### The problem
Among the records, which lines include "unwrap"? List them.

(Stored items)
=-=-=
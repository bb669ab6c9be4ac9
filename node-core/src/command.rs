//! Classification and dispatch of control commands received over the
//! acoustic link.
//!
//! Payloads are classified once into a [`CommandKind`] using exact marker
//! matches followed by the network prefix check, in that fixed order; the
//! first match wins. Unrecognized payloads are not an error, the node simply
//! ignores them.

use core::fmt;
use core::fmt::Write as _;
use core::time::Duration;

use heapless::{String, Vec};

use crate::journal::{Journal, SupervisorFault};
use crate::modem::{ModemChannel, ModemError, ReceivedMessage};
use crate::platform::NodePlatform;
use crate::watchdog::{WatchdogHardware, WatchdogSupervisor};

/// Immediate unconditional device reset.
pub const RESET_MARKER: &[u8] = b"USMRT";
/// Persist the update flag, then reset so the next boot fetches an update.
pub const OTA_MARKER: &[u8] = b"USOTA";
/// Re-send the alive announcement.
pub const PING_MARKER: &[u8] = b"USPNG";
/// Broadcast one message per installed module.
pub const LIST_MODULES_MARKER: &[u8] = b"USMOD";
/// First byte reserved for sensor-network packets.
pub const NETWORK_PREFIX: u8 = b'#';
/// Shortest payload forwarded to the network collaborator.
pub const MIN_NETWORK_PAYLOAD: usize = 3;

/// Revision tag appended to the alive announcement so an operator can tell
/// whether an over-the-air update took effect.
pub const FIRMWARE_REVISION: &str = "REV:2025-11-03T09:12:00";

/// Settle between consecutive modem queries.
pub const QUERY_SETTLE: Duration = Duration::from_millis(20);
/// Pacing between consecutive module-list broadcasts.
pub const SEND_PACING: Duration = Duration::from_secs(1);

/// Capacity of a formatted broadcast.
pub const MAX_BROADCAST: usize = 64;

const SOURCE: &str = "command";

/// Tagged classification of a received payload.
#[derive(Copy, Clone, Debug, Eq, PartialEq)]
pub enum CommandKind {
    Reset,
    OtaRequest,
    Ping,
    ListModules,
    Network,
    Unrecognized,
}

impl CommandKind {
    /// Classifies `payload`, checking the exact markers first and the network
    /// prefix last. Evaluated once per message.
    #[must_use]
    pub fn classify(payload: &[u8]) -> Self {
        if payload == RESET_MARKER {
            CommandKind::Reset
        } else if payload == OTA_MARKER {
            CommandKind::OtaRequest
        } else if payload == PING_MARKER {
            CommandKind::Ping
        } else if payload == LIST_MODULES_MARKER {
            CommandKind::ListModules
        } else if payload.len() >= MIN_NETWORK_PAYLOAD && payload[0] == NETWORK_PREFIX {
            CommandKind::Network
        } else {
            CommandKind::Unrecognized
        }
    }
}

/// Persistence faults from the flag store.
#[derive(Copy, Clone, Debug, Eq, PartialEq)]
pub enum FlagError {
    WriteFailed,
}

impl fmt::Display for FlagError {
    fn fmt(&self, f: &mut fmt::Formatter<'_>) -> fmt::Result {
        match self {
            FlagError::WriteFailed => f.write_str("update marker write failed"),
        }
    }
}

/// Persistent flag storage read by code outside this core at the next boot.
pub trait FlagStore {
    /// Creates or overwrites the zero-length update marker record.
    fn write_update_marker(&mut self) -> Result<(), FlagError>;
}

/// Faults from the sensor-network collaborator.
#[derive(Copy, Clone, Debug, Eq, PartialEq)]
pub enum NetworkError {
    HandlerFailure,
}

impl fmt::Display for NetworkError {
    fn fmt(&self, f: &mut fmt::Formatter<'_>) -> fmt::Result {
        match self {
            NetworkError::HandlerFailure => f.write_str("packet handler failure"),
        }
    }
}

/// Sensor-network collaborator consuming `#`-prefixed packets.
#[allow(async_fn_in_trait)]
pub trait NetworkHandler {
    /// Called once at startup, after the modem is running. The collaborator
    /// receives its modem and watchdog handles at construction.
    fn attach(&mut self) -> Result<(), NetworkError>;

    /// Hands over a network packet unmodified.
    async fn handle_packet(&mut self, message: &ReceivedMessage) -> Result<(), NetworkError>;
}

/// Network handler that accepts every packet without acting on it. Stands in
/// until the deployment links the real collaborator.
#[derive(Copy, Clone, Debug, Default)]
pub struct NoopNetwork;

impl NoopNetwork {
    #[must_use]
    pub const fn new() -> Self {
        Self
    }
}

impl NetworkHandler for NoopNetwork {
    fn attach(&mut self) -> Result<(), NetworkError> {
        Ok(())
    }

    async fn handle_packet(&mut self, _: &ReceivedMessage) -> Result<(), NetworkError> {
        Ok(())
    }
}

/// Longest module name the catalog stores.
pub const MAX_MODULE_NAME: usize = 24;
/// Longest version string the catalog stores.
pub const MAX_MODULE_VERSION: usize = 16;
/// Maximum number of installed modules tracked.
pub const MAX_MODULES: usize = 8;

/// One installed module and its optional version.
#[derive(Clone, Debug, Eq, PartialEq)]
pub struct ModuleEntry {
    pub name: String<MAX_MODULE_NAME>,
    pub version: Option<String<MAX_MODULE_VERSION>>,
}

/// Errors raised while building a [`ModuleCatalog`].
#[derive(Copy, Clone, Debug, Eq, PartialEq)]
pub enum ModuleCatalogError {
    Full,
    NameTooLong,
    VersionTooLong,
}

/// Insertion-ordered list of installed modules, injected before the loop
/// starts and read-only afterwards.
#[derive(Clone, Debug, Default)]
pub struct ModuleCatalog {
    entries: Vec<ModuleEntry, MAX_MODULES>,
}

impl ModuleCatalog {
    #[must_use]
    pub const fn new() -> Self {
        Self {
            entries: Vec::new(),
        }
    }

    /// Appends a module, preserving insertion order.
    pub fn push(&mut self, name: &str, version: Option<&str>) -> Result<(), ModuleCatalogError> {
        let mut entry_name = String::new();
        entry_name
            .push_str(name)
            .map_err(|_| ModuleCatalogError::NameTooLong)?;
        let entry_version = match version {
            Some(text) => {
                let mut owned = String::new();
                owned
                    .push_str(text)
                    .map_err(|_| ModuleCatalogError::VersionTooLong)?;
                Some(owned)
            }
            None => None,
        };
        self.entries
            .push(ModuleEntry {
                name: entry_name,
                version: entry_version,
            })
            .map_err(|_| ModuleCatalogError::Full)
    }

    pub fn iter(&self) -> core::slice::Iter<'_, ModuleEntry> {
        self.entries.iter()
    }

    #[must_use]
    pub fn len(&self) -> usize {
        self.entries.len()
    }

    #[must_use]
    pub fn is_empty(&self) -> bool {
        self.entries.is_empty()
    }
}

/// Formats the alive announcement: `UA<3-digit-address>B<voltage>V` plus the
/// firmware revision tag.
#[must_use]
pub fn format_alive_message(address: u16, voltage: f32) -> String<MAX_BROADCAST> {
    let mut message = String::new();
    let _ = write!(message, "UA{address:03}B{voltage:.2}V{FIRMWARE_REVISION}");
    message
}

/// Formats one module-list broadcast: `UM<3-digit-address>:<name>:<version>`,
/// rendering a missing version as `None`.
#[must_use]
pub fn format_module_message(address: u16, entry: &ModuleEntry) -> String<MAX_BROADCAST> {
    let mut message = String::new();
    let _ = write!(message, "UM{address:03}:{}:", entry.name);
    match &entry.version {
        Some(version) => {
            let _ = message.push_str(version);
        }
        None => {
            let _ = message.push_str("None");
        }
    }
    message
}

/// Queries the modem for address and battery voltage, then broadcasts the
/// alive announcement. Used at startup and on the ping command.
pub async fn send_alive_message<M, P>(modem: &mut M, platform: &mut P) -> Result<(), ModemError>
where
    M: ModemChannel,
    P: NodePlatform,
{
    let address = modem.address().await?;
    platform.delay(QUERY_SETTLE).await;
    let voltage = modem.battery_voltage().await?;
    platform.delay(QUERY_SETTLE).await;
    let message = format_alive_message(address, voltage);
    modem.send_broadcast(message.as_bytes()).await
}

/// Borrowed view over the collaborators a single dispatch needs.
///
/// Constructed per message by the supervisor from its own fields; the
/// dispatcher owns nothing.
pub struct CommandDispatcher<'a, M, N, F, J, P, W>
where
    M: ModemChannel,
    N: NetworkHandler,
    F: FlagStore,
    J: Journal,
    P: NodePlatform,
    W: WatchdogHardware,
{
    pub modem: &'a mut M,
    pub network: &'a mut N,
    pub flags: &'a mut F,
    pub journal: &'a mut J,
    pub platform: &'a mut P,
    pub watchdog: &'a mut WatchdogSupervisor<W>,
    pub catalog: Option<&'a ModuleCatalog>,
}

impl<M, N, F, J, P, W> CommandDispatcher<'_, M, N, F, J, P, W>
where
    M: ModemChannel,
    N: NetworkHandler,
    F: FlagStore,
    J: Journal,
    P: NodePlatform,
    W: WatchdogHardware,
{
    /// Classifies and executes one received message. Device reset and the
    /// update-marker write are irreversible within the cycle.
    pub async fn dispatch(
        &mut self,
        message: &ReceivedMessage,
    ) -> Result<CommandKind, SupervisorFault> {
        let kind = CommandKind::classify(&message.payload);
        match kind {
            CommandKind::Reset => {
                self.journal.record("Reset command received", SOURCE);
                self.platform.reset();
            }
            CommandKind::OtaRequest => {
                self.journal.record("Update request received", SOURCE);
                if let Err(fault) = self.flags.write_update_marker() {
                    // The marker is best-effort, the reset is not.
                    self.journal.record_fault(&fault.into());
                }
                self.platform.reset();
            }
            CommandKind::Ping => {
                self.journal.record("Ping received", SOURCE);
                send_alive_message(&mut *self.modem, &mut *self.platform)
                    .await
                    .map_err(SupervisorFault::Modem)?;
            }
            CommandKind::ListModules => {
                self.journal.record("Module list requested", SOURCE);
                self.broadcast_module_catalog().await?;
            }
            CommandKind::Network => {
                self.platform.compact_memory();
                self.network
                    .handle_packet(message)
                    .await
                    .map_err(SupervisorFault::Network)?;
                self.platform.compact_memory();
            }
            CommandKind::Unrecognized => {}
        }
        Ok(kind)
    }

    async fn broadcast_module_catalog(&mut self) -> Result<(), SupervisorFault> {
        let Some(catalog) = self.catalog else {
            return Ok(());
        };
        if catalog.is_empty() {
            return Ok(());
        }

        let address = self
            .modem
            .address()
            .await
            .map_err(SupervisorFault::Modem)?;
        for entry in catalog.iter() {
            let message = format_module_message(address, entry);
            self.modem
                .send_broadcast(message.as_bytes())
                .await
                .map_err(SupervisorFault::Modem)?;
            // Respect the channel's send rate between broadcasts.
            self.platform.delay(SEND_PACING).await;
            self.watchdog.feed();
        }
        Ok(())
    }
}

#[cfg(test)]
mod tests {
    use super::*;

    #[test]
    fn classification_matches_the_fixed_order() {
        assert_eq!(CommandKind::classify(b"USMRT"), CommandKind::Reset);
        assert_eq!(CommandKind::classify(b"USOTA"), CommandKind::OtaRequest);
        assert_eq!(CommandKind::classify(b"USPNG"), CommandKind::Ping);
        assert_eq!(CommandKind::classify(b"USMOD"), CommandKind::ListModules);
        assert_eq!(CommandKind::classify(b"#ab"), CommandKind::Network);
    }

    #[test]
    fn near_misses_are_unrecognized() {
        assert_eq!(CommandKind::classify(b""), CommandKind::Unrecognized);
        assert_eq!(CommandKind::classify(b"USMRTX"), CommandKind::Unrecognized);
        assert_eq!(CommandKind::classify(b"usmrt"), CommandKind::Unrecognized);
        // Too short for a network packet even with the prefix.
        assert_eq!(CommandKind::classify(b"#a"), CommandKind::Unrecognized);
        assert_eq!(CommandKind::classify(b"UX123"), CommandKind::Unrecognized);
    }

    #[test]
    fn network_prefix_needs_three_bytes() {
        assert_eq!(CommandKind::classify(b"#ab"), CommandKind::Network);
        assert_eq!(
            CommandKind::classify(b"#network-payload"),
            CommandKind::Network
        );
    }

    #[test]
    fn alive_message_format_matches_the_announcement() {
        let message = format_alive_message(7, 3.9);
        let mut expected = String::<MAX_BROADCAST>::new();
        let _ = write!(expected, "UA007B3.90V{FIRMWARE_REVISION}");
        assert_eq!(message, expected);
    }

    #[test]
    fn alive_message_rounds_voltage_to_two_decimals() {
        let message = format_alive_message(123, 4.176);
        assert!(message.as_str().starts_with("UA123B4.18V"));
    }

    #[test]
    fn module_message_renders_missing_version_as_none() {
        let mut catalog = ModuleCatalog::new();
        catalog.push("alpha", Some("1.0")).unwrap();
        catalog.push("beta", None).unwrap();

        let mut rendered = catalog
            .iter()
            .map(|entry| format_module_message(7, entry));
        assert_eq!(rendered.next().unwrap().as_str(), "UM007:alpha:1.0");
        assert_eq!(rendered.next().unwrap().as_str(), "UM007:beta:None");
        assert!(rendered.next().is_none());
    }

    #[test]
    fn catalog_rejects_oversized_entries() {
        let mut catalog = ModuleCatalog::new();
        let long_name = "a-module-name-well-past-the-limit";
        assert_eq!(
            catalog.push(long_name, None),
            Err(ModuleCatalogError::NameTooLong)
        );
        assert!(catalog.is_empty());
    }
}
=-=-=
### Solved problem
        catalog.push("alpha", Some("1.0")).unwrap();
        catalog.push("beta", None).unwrap();
        assert_eq!(rendered.next().unwrap().as_str(), "UM007:alpha:1.0");
        assert_eq!(rendered.next().unwrap().as_str(), "UM007:beta:None");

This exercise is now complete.